One of the hardest things about training a dog is behaving consistently ourselves. Most of us can’t do it very well. Some of us can’t do it at all and don’t even realize that. All of us do things we don’t realize we do. Dogs are good at figuring out what we are going to do next, but sometimes we make that impossible.
We need to use consistent words to cue our dogs, consistent body movements, consistent rewards, and keep to consistent schedules. Surprises need to be good ones. Unpleasant experiences need to be quickly mitigated by pleasant ones. We need to time our words with actions (our own and the dogs’) so the dog can get the connections.

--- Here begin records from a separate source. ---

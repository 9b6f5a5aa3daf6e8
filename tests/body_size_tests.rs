//! Integration tests for the payload size bound
//!
//! These tests verify that:
//! 1. The bound is strict - cumulative size reaching or exceeding it fails
//! 2. Cumulative size strictly below the bound always succeeds, byte-for-byte
//! 3. The handler is never invoked once the bound is violated
//! 4. `Ignore` routes never enforce the bound

mod tracing_util;

use http::Method;
use std::sync::atomic::{AtomicUsize, Ordering};
use std::sync::{Arc, Mutex};

use routecore::{DispatchError, Dispatcher, Exchange, ExchangeState, RouteHandler, RouteTable};
use tracing_util::TestTracing;

fn upload_table(bound: usize, calls: Arc<AtomicUsize>, sink: Arc<Mutex<Vec<u8>>>) -> RouteTable {
    let mut table = RouteTable::new();
    table
        .route(
            Method::POST,
            "/upload",
            RouteHandler::binary(0, move |_req, payload, _params| {
                calls.fetch_add(1, Ordering::SeqCst);
                sink.lock().unwrap().extend_from_slice(payload);
                Ok(())
            }),
            bound,
        )
        .unwrap();
    table
}

#[test]
fn scenario_b_three_chunks_trip_the_bound() {
    let _t = TestTracing::init();
    let calls = Arc::new(AtomicUsize::new(0));
    let sink = Arc::new(Mutex::new(Vec::new()));
    let dispatcher = Dispatcher::new(upload_table(1024, Arc::clone(&calls), Arc::clone(&sink)));

    let mut ex = Exchange::new(Method::POST, "/upload");
    dispatcher.begin(&mut ex).unwrap();
    dispatcher.body_chunk(&mut ex, &[0u8; 400], false).unwrap();
    dispatcher.body_chunk(&mut ex, &[0u8; 400], false).unwrap();

    // Third chunk: cumulative 1200 >= 1024.
    let err = dispatcher
        .body_chunk(&mut ex, &[0u8; 400], false)
        .unwrap_err();
    match err {
        DispatchError::PayloadTooLarge { limit, attempted } => {
            assert_eq!(limit, 1024);
            assert_eq!(attempted, 1200);
        }
        other => panic!("unexpected error: {other}"),
    }
    assert_eq!(ex.state(), ExchangeState::Failed);
    assert_eq!(calls.load(Ordering::SeqCst), 0, "handler must never run");
    dispatcher.complete(&mut ex);
}

#[test]
fn exactly_reaching_the_bound_fails() {
    let _t = TestTracing::init();
    let calls = Arc::new(AtomicUsize::new(0));
    let sink = Arc::new(Mutex::new(Vec::new()));
    let dispatcher = Dispatcher::new(upload_table(800, Arc::clone(&calls), sink));

    let mut ex = Exchange::new(Method::POST, "/upload");
    dispatcher.begin(&mut ex).unwrap();
    dispatcher.body_chunk(&mut ex, &[1u8; 400], false).unwrap();
    // 400 + 400 == 800: strict inequality rejects this chunk.
    let err = dispatcher
        .body_chunk(&mut ex, &[1u8; 400], false)
        .unwrap_err();
    assert!(matches!(err, DispatchError::PayloadTooLarge { .. }));
    assert_eq!(calls.load(Ordering::SeqCst), 0);
}

#[test]
fn staying_strictly_below_the_bound_round_trips() {
    let _t = TestTracing::init();
    let calls = Arc::new(AtomicUsize::new(0));
    let sink = Arc::new(Mutex::new(Vec::new()));
    let dispatcher = Dispatcher::new(upload_table(1024, Arc::clone(&calls), Arc::clone(&sink)));

    let mut ex = Exchange::new(Method::POST, "/upload");
    dispatcher.begin(&mut ex).unwrap();
    let mut expected = Vec::new();
    for i in 0..3u8 {
        let chunk = vec![i; 341]; // 3 * 341 = 1023 < 1024
        dispatcher.body_chunk(&mut ex, &chunk, false).unwrap();
        expected.extend_from_slice(&chunk);
    }
    dispatcher.body_chunk(&mut ex, b"", true).unwrap();

    assert_eq!(ex.state(), ExchangeState::Done);
    assert_eq!(calls.load(Ordering::SeqCst), 1);
    assert_eq!(*sink.lock().unwrap(), expected, "byte-for-byte concatenation");
}

#[test]
fn unbounded_route_accepts_large_bodies() {
    let _t = TestTracing::init();
    let calls = Arc::new(AtomicUsize::new(0));
    let sink = Arc::new(Mutex::new(Vec::new()));
    let dispatcher = Dispatcher::new(upload_table(0, Arc::clone(&calls), Arc::clone(&sink)));

    let mut ex = Exchange::new(Method::POST, "/upload");
    dispatcher.begin(&mut ex).unwrap();
    for _ in 0..8 {
        dispatcher.body_chunk(&mut ex, &[9u8; 8192], false).unwrap();
    }
    dispatcher.body_chunk(&mut ex, b"", true).unwrap();
    assert_eq!(sink.lock().unwrap().len(), 8 * 8192);
}

#[test]
fn ignore_route_is_exempt_from_the_bound() {
    let _t = TestTracing::init();
    let mut table = RouteTable::new();
    table
        .route(
            Method::POST,
            "/discard",
            RouteHandler::no_payload(0, |_req, _params| Ok(())),
            16,
        )
        .unwrap();
    let dispatcher = Dispatcher::new(table);

    let mut ex = Exchange::new(Method::POST, "/discard");
    dispatcher.begin(&mut ex).unwrap();
    dispatcher.body_chunk(&mut ex, &[0u8; 4096], false).unwrap();
    dispatcher.body_chunk(&mut ex, b"", true).unwrap();
    assert_eq!(ex.state(), ExchangeState::Done);
}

We also need to learn as much as we can about how dogs think, how they experience the world, and how they feel. Otherwise we make mistakes such as punishing a dog because we think the dog “knows it was wrong” due to the dog’s body language. The dog is begging for mercy, and we punish!
A Dog’s Due
To spoil someone, you do for them and give to them things they do not deserve. If you choose to give your dog an expensive dog food, is that spoiling a dog? Well, the dog has no concept of money, so how could the dog get a “big head” over that? On the other hand, if this dog is important to you and that food will make the dog healthier, perhaps you’re making a good investment—or perhaps you are indulging YOURSELF. That’s not spoiling the dog.
Does a tiny dog prone to getting too cold care what material that coat is made from, as long as it keeps the dog’s body temperature at a safe level? So how could an expensive coat “spoil” the dog?
Dogs don’t get to choose their families. Their whole lives are under the control of humans, and they can’t even tell someone when they’re being abused. We owe them good lives. We owe them medical care, training, nutritious food, safe housing, and fulfillment of their other needs. Doing these things won’t spoil a dog.
Our dogs may spoil us humans, though, by overindulging us and by admiring us much more than we deserve, considering how we often treat them. Giving our dogs what they need, including good training, is a way to participate in one of life’s most rewarding mysteries—a relationship with a good dog.